An adverse claim of right may be proved by circumstantial evidence and may be inferred from the circumstances of the manner of the use thereof. It is generally a question of fact. Even when there is no evidence that the public or the plaintiff had verbally claimed the right to use a roadway adversely to the defendants and their predecessors in title, the jury has the right to infer that such use is adverse and under claim of right from the character of the use of the property and the circumstances connected with its possession. Parr v. Merritt, 532 S.W.2d 154, 157 (Tex.Civ.App.—Fort Worth 1976, writ ref'd n.r.e.); Weldon v. Quaite, 175 S.W.2d 969 (Tex.Civ.App.— Waco 1943, no writ); 28 Tex.Jur.2d Highways and Streets § 12 (1961).

The evidence adduced at trial was sufficient to support the jury's findings and meet the above tests. The Georges' first point of error that there was no evidence to support the finding that the use of the roadway was adverse is without merit.

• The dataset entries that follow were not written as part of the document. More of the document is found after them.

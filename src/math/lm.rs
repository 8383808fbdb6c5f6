//! Bounded nonlinear least squares (projected Levenberg–Marquardt).
//!
//! Given a model `f(t; x)`, its Jacobian row, observations `(t_i, y_i)`, an
//! initial guess and per-parameter box constraints, [`curve_fit`] returns the
//! `x` inside the box that minimizes `½ Σ (y_i − f(t_i; x))²`.
//!
//! Each iteration:
//! - freezes parameters sitting on a bound whose descent direction points out
//!   of the box (their Jacobian column is zeroed for the step)
//! - solves the damped Gauss–Newton system `[J; √λ·D] δ ≈ [r; 0]` by SVD,
//!   with Marquardt scaling `D = diag(‖J_j‖)`
//! - projects `x + δ` back into the box and accepts it if the cost drops,
//!   otherwise raises `λ` and retries
//!
//! Every evaluation of the residual vector counts against `max_evaluations`.

use nalgebra::{DMatrix, DVector};
use thiserror::Error;

use crate::math::solve_least_squares;

const LAMBDA_INIT: f64 = 1e-3;
const LAMBDA_MIN: f64 = 1e-12;
const LAMBDA_MAX: f64 = 1e16;
const SCALE_FLOOR: f64 = 1e-12;

/// Why a solve did not produce parameters.
#[derive(Debug, Clone, PartialEq, Error)]
pub enum SolverError {
    #[error("invalid input: {0}")]
    InvalidInput(String),

    #[error("{observations} observation(s) cannot determine {params} parameters")]
    Underdetermined { observations: usize, params: usize },

    #[error("initial guess lies outside the bounds")]
    InfeasibleStart,

    #[error("model produced non-finite residuals at the initial guess")]
    NonFinite,

    #[error("damped step could not be solved (singular system)")]
    Singular,

    #[error("no further progress possible (damping limit reached)")]
    Stalled,

    #[error("did not converge within {0} function evaluations")]
    MaxEvaluations(usize),
}

/// Tolerances and budget.
#[derive(Debug, Clone, Copy)]
pub struct LmOptions {
    pub max_evaluations: usize,
    /// Relative cost reduction below which an accepted step ends the solve.
    pub ftol: f64,
    /// Relative step size below which the solve ends.
    pub xtol: f64,
    /// Projected-gradient magnitude below which the solve ends.
    pub gtol: f64,
}

impl Default for LmOptions {
    fn default() -> Self {
        Self {
            max_evaluations: 10_000,
            ftol: 1e-10,
            xtol: 1e-10,
            gtol: 1e-10,
        }
    }
}

/// Successful solve.
#[derive(Debug, Clone)]
pub struct LmReport {
    pub params: Vec<f64>,
    /// `½ Σ r_i²` at `params`.
    pub cost: f64,
    pub evaluations: usize,
    pub iterations: usize,
}

/// Fit `model` to `(t, y)` inside `[lower, upper]` starting from `x0`.
///
/// `jacobian(t, x, out)` must write `∂f/∂x_j` into `out[j]`.
pub fn curve_fit<F, J>(
    t: &[f64],
    y: &[f64],
    x0: &[f64],
    lower: &[f64],
    upper: &[f64],
    model: F,
    jacobian: J,
    opts: &LmOptions,
) -> Result<LmReport, SolverError>
where
    F: Fn(f64, &[f64]) -> f64,
    J: Fn(f64, &[f64], &mut [f64]),
{
    validate_inputs(t, y, x0, lower, upper)?;
    let m = t.len();
    let n = x0.len();

    let mut x = x0.to_vec();
    let mut evaluations = 1;
    let (mut r, mut cost) = residuals(t, y, &x, &model);
    if !cost.is_finite() {
        return Err(SolverError::NonFinite);
    }

    let mut lambda = LAMBDA_INIT;
    let mut iterations = 0;
    let mut row = vec![0.0; n];

    loop {
        if cost == 0.0 {
            return Ok(report(x, cost, evaluations, iterations));
        }
        iterations += 1;

        let mut jac = DMatrix::<f64>::zeros(m, n);
        for (i, &ti) in t.iter().enumerate() {
            jacobian(ti, &x, &mut row);
            for j in 0..n {
                jac[(i, j)] = row[j];
            }
        }

        // Descent direction of the cost (negative gradient).
        let g = jac.transpose() * &r;
        let mut projected_grad = 0.0_f64;
        for j in 0..n {
            let at_lower = x[j] <= lower[j] && g[j] < 0.0;
            let at_upper = x[j] >= upper[j] && g[j] > 0.0;
            if at_lower || at_upper {
                jac.column_mut(j).fill(0.0);
            } else {
                projected_grad = projected_grad.max(g[j].abs());
            }
        }
        if projected_grad <= opts.gtol {
            log::debug!("lm: projected gradient {projected_grad:e} below tolerance");
            return Ok(report(x, cost, evaluations, iterations));
        }

        let scale: Vec<f64> = (0..n)
            .map(|j| jac.column(j).norm().max(SCALE_FLOOR))
            .collect();

        loop {
            if evaluations >= opts.max_evaluations {
                return Err(SolverError::MaxEvaluations(opts.max_evaluations));
            }

            let delta = damped_step(&jac, &r, &scale, lambda).ok_or(SolverError::Singular)?;
            let candidate: Vec<f64> = (0..n)
                .map(|j| (x[j] + delta[j]).clamp(lower[j], upper[j]))
                .collect();
            let step_norm = distance(&candidate, &x);
            let small_step = step_norm <= opts.xtol * (norm(&x) + opts.xtol);

            let (r_new, cost_new) = residuals(t, y, &candidate, &model);
            evaluations += 1;

            if cost_new.is_finite() && cost_new < cost {
                let reduction = cost - cost_new;
                let relative = reduction / cost;
                x = candidate;
                r = r_new;
                cost = cost_new;
                lambda = (lambda / 10.0).max(LAMBDA_MIN);
                log::debug!(
                    "lm: iter={iterations} evals={evaluations} cost={cost:.6e} lambda={lambda:.1e} x={x:?}"
                );

                if relative <= opts.ftol || small_step {
                    return Ok(report(x, cost, evaluations, iterations));
                }
                break;
            }

            // Rejected. A negligible step means we are already at the
            // constrained minimum to within tolerance.
            if small_step {
                return Ok(report(x, cost, evaluations, iterations));
            }
            lambda *= 10.0;
            if lambda > LAMBDA_MAX {
                return Err(SolverError::Stalled);
            }
        }
    }
}

fn validate_inputs(t: &[f64], y: &[f64], x0: &[f64], lower: &[f64], upper: &[f64]) -> Result<(), SolverError> {
    if t.len() != y.len() {
        return Err(SolverError::InvalidInput(format!(
            "t has {} values but y has {}",
            t.len(),
            y.len()
        )));
    }
    let n = x0.len();
    if n == 0 || lower.len() != n || upper.len() != n {
        return Err(SolverError::InvalidInput(
            "initial guess and bounds must have the same non-zero length".to_string(),
        ));
    }
    if t.iter().chain(y).any(|v| !v.is_finite()) {
        return Err(SolverError::InvalidInput("observations must be finite".to_string()));
    }
    if t.len() < n {
        return Err(SolverError::Underdetermined {
            observations: t.len(),
            params: n,
        });
    }
    for j in 0..n {
        if !(lower[j] <= upper[j]) {
            return Err(SolverError::InvalidInput(format!("bounds for parameter {j} are inverted")));
        }
        if !(x0[j] >= lower[j] && x0[j] <= upper[j]) {
            return Err(SolverError::InfeasibleStart);
        }
    }
    Ok(())
}

/// Residual vector `y − f(t; x)` and cost `½‖r‖²`.
fn residuals<F>(t: &[f64], y: &[f64], x: &[f64], model: &F) -> (DVector<f64>, f64)
where
    F: Fn(f64, &[f64]) -> f64,
{
    let r = DVector::from_iterator(t.len(), t.iter().zip(y).map(|(&ti, &yi)| yi - model(ti, x)));
    let cost = 0.5 * r.norm_squared();
    (r, cost)
}

fn damped_step(jac: &DMatrix<f64>, r: &DVector<f64>, scale: &[f64], lambda: f64) -> Option<DVector<f64>> {
    let (m, n) = jac.shape();
    let mut a = DMatrix::<f64>::zeros(m + n, n);
    a.rows_mut(0, m).copy_from(jac);
    for j in 0..n {
        a[(m + j, j)] = lambda.sqrt() * scale[j];
    }
    let mut b = DVector::<f64>::zeros(m + n);
    b.rows_mut(0, m).copy_from(r);
    solve_least_squares(&a, &b)
}

fn norm(x: &[f64]) -> f64 {
    x.iter().map(|v| v * v).sum::<f64>().sqrt()
}

fn distance(a: &[f64], b: &[f64]) -> f64 {
    a.iter().zip(b).map(|(u, v)| (u - v) * (u - v)).sum::<f64>().sqrt()
}

fn report(params: Vec<f64>, cost: f64, evaluations: usize, iterations: usize) -> LmReport {
    LmReport {
        params,
        cost,
        evaluations,
        iterations,
    }
}

#[cfg(test)]
mod tests {
    use super::*;

    fn exp_model(t: f64, x: &[f64]) -> f64 {
        x[0] * (-x[1] * t).exp()
    }

    fn exp_jacobian(t: f64, x: &[f64], out: &mut [f64]) {
        let e = (-x[1] * t).exp();
        out[0] = e;
        out[1] = -x[0] * t * e;
    }

    fn exp_data(a: f64, b: f64) -> (Vec<f64>, Vec<f64>) {
        let t: Vec<f64> = (0..20).map(|i| i as f64 * 0.25).collect();
        let y = t.iter().map(|&ti| exp_model(ti, &[a, b])).collect();
        (t, y)
    }

    #[test]
    fn recovers_exponential_decay() {
        let (t, y) = exp_data(5.0, 0.8);
        let fit = curve_fit(
            &t,
            &y,
            &[1.0, 0.1],
            &[0.0, 0.0],
            &[100.0, 10.0],
            exp_model,
            exp_jacobian,
            &LmOptions::default(),
        )
        .unwrap();
        assert!((fit.params[0] - 5.0).abs() < 1e-6, "{:?}", fit.params);
        assert!((fit.params[1] - 0.8).abs() < 1e-6, "{:?}", fit.params);
        assert!(fit.cost < 1e-12);
        assert!(fit.iterations >= 1 && fit.iterations <= fit.evaluations);
    }

    #[test]
    fn active_bound_holds_parameter() {
        // True rate is 0.8 but the box caps it at 0.5.
        let (t, y) = exp_data(5.0, 0.8);
        let fit = curve_fit(
            &t,
            &y,
            &[1.0, 0.1],
            &[0.0, 0.0],
            &[100.0, 0.5],
            exp_model,
            exp_jacobian,
            &LmOptions::default(),
        )
        .unwrap();
        assert!(fit.params[1] <= 0.5);
        assert!((fit.params[1] - 0.5).abs() < 1e-9, "{:?}", fit.params);
    }

    #[test]
    fn too_few_observations_is_underdetermined() {
        let err = curve_fit(
            &[1.0],
            &[2.0],
            &[1.0, 0.1],
            &[0.0, 0.0],
            &[10.0, 10.0],
            exp_model,
            exp_jacobian,
            &LmOptions::default(),
        )
        .unwrap_err();
        assert_eq!(
            err,
            SolverError::Underdetermined {
                observations: 1,
                params: 2
            }
        );
    }

    #[test]
    fn infeasible_start_is_rejected() {
        let (t, y) = exp_data(5.0, 0.8);
        let err = curve_fit(
            &t,
            &y,
            &[1.0, 20.0],
            &[0.0, 0.0],
            &[10.0, 10.0],
            exp_model,
            exp_jacobian,
            &LmOptions::default(),
        )
        .unwrap_err();
        assert_eq!(err, SolverError::InfeasibleStart);
    }

    #[test]
    fn evaluation_budget_is_enforced() {
        let (t, y) = exp_data(5.0, 0.8);
        let opts = LmOptions {
            max_evaluations: 2,
            ..LmOptions::default()
        };
        let err = curve_fit(
            &t,
            &y,
            &[1.0, 0.1],
            &[0.0, 0.0],
            &[100.0, 10.0],
            exp_model,
            exp_jacobian,
            &opts,
        )
        .unwrap_err();
        assert_eq!(err, SolverError::MaxEvaluations(2));
    }
}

Georges' second no evidence point concerns necessity. Evidence was introduced at trial to the effect that when the dominant and servient estates were severed in 1936, the old roadway was the only way available to the Whitens to reach their fifty acre tract. This evidence is adequate to support the jury's finding that a reasonable necessity existed at the time of severance. The Georges' point of error that no evidence of a necessity at the time of severance existed is denied.

The final point of error urges that the trial judge erred in using the standard of reasonable necessity rather than the standard of strict necessity in instructing the jury on the theory of right-of-way by necessity. The degree of necessity required in establishing an implied easement depends upon whether it is an implied easement by reservation or by grant.

In 1930, Whiten conveyed the entire 308 acre tract to W.P. Stiles, the Georges' predecessor in title. The agreed judgment of 1936 conveyed title to the fifty acre portion now owned by the Phillips back to the Whitens. Since the conveyance that severed the two parcels of land involved a transfer of title of the dominant estate from the Stiles to the Whitens, any implied easement was by grant rather than reservation.

An easement by implication arises when the owner of a single tract of land conveys a part of the land and, although the deed is silent, the circumstances at the time of the conveyance are such as to cause an easement to arise between the two parcels. Depending on whether the dominant estate is retained or conveyed, an implied easement may be reserved or granted, respectively. To establish an implied grant of an easement, the plaintiff must prove, along with other elements, that there was unity of title of the alleged dominant and servient estates. First National Bank of Amarillo v. Amarillo National Bank, 531 S.W.2d 905 (Tex.Civ.App.—Amarillo 1975, no writ). Further, it must be shown that the apparent use was in existence at the time of the grant and the use must be continuous and necessary to the use of the dominant estate. Meredith v. Eddy, 616 *278 S.W.2d 235 (Tex.Civ.App.—Houston [1st Dist.] 1981, no writ).

The Supreme Court adopted a standard of strict necessity for implied reservations in Mitchell v. Castellaw, 151 Tex. 56, 246 S.W.2d 163 (1952), but later said that a stricter rule was applied to reservations than was applied to implied grants. Drye v. Eagle Rock Ranch, Inc., 364 S.W.2d 196, 208 (Tex.1963). Since then, courts have required that only a reasonable necessity exist to prove an implied easement by grant. Exxon Corp. v. Schutzmaier, 537 S.W.2d 282 (Tex.Civ.App.—Beaumont 1976, no writ); Fender v. Schaded, 420 S.W.2d 468 (Tex. Civ.App.—Tyler 1967, writ ref'd n.r.e.). Thus, the trial judge was correct in using the standard of reasonable necessity when instructing the jury on the theory of a right-of-way by necessity.

The judgment of the trial court is affirmed.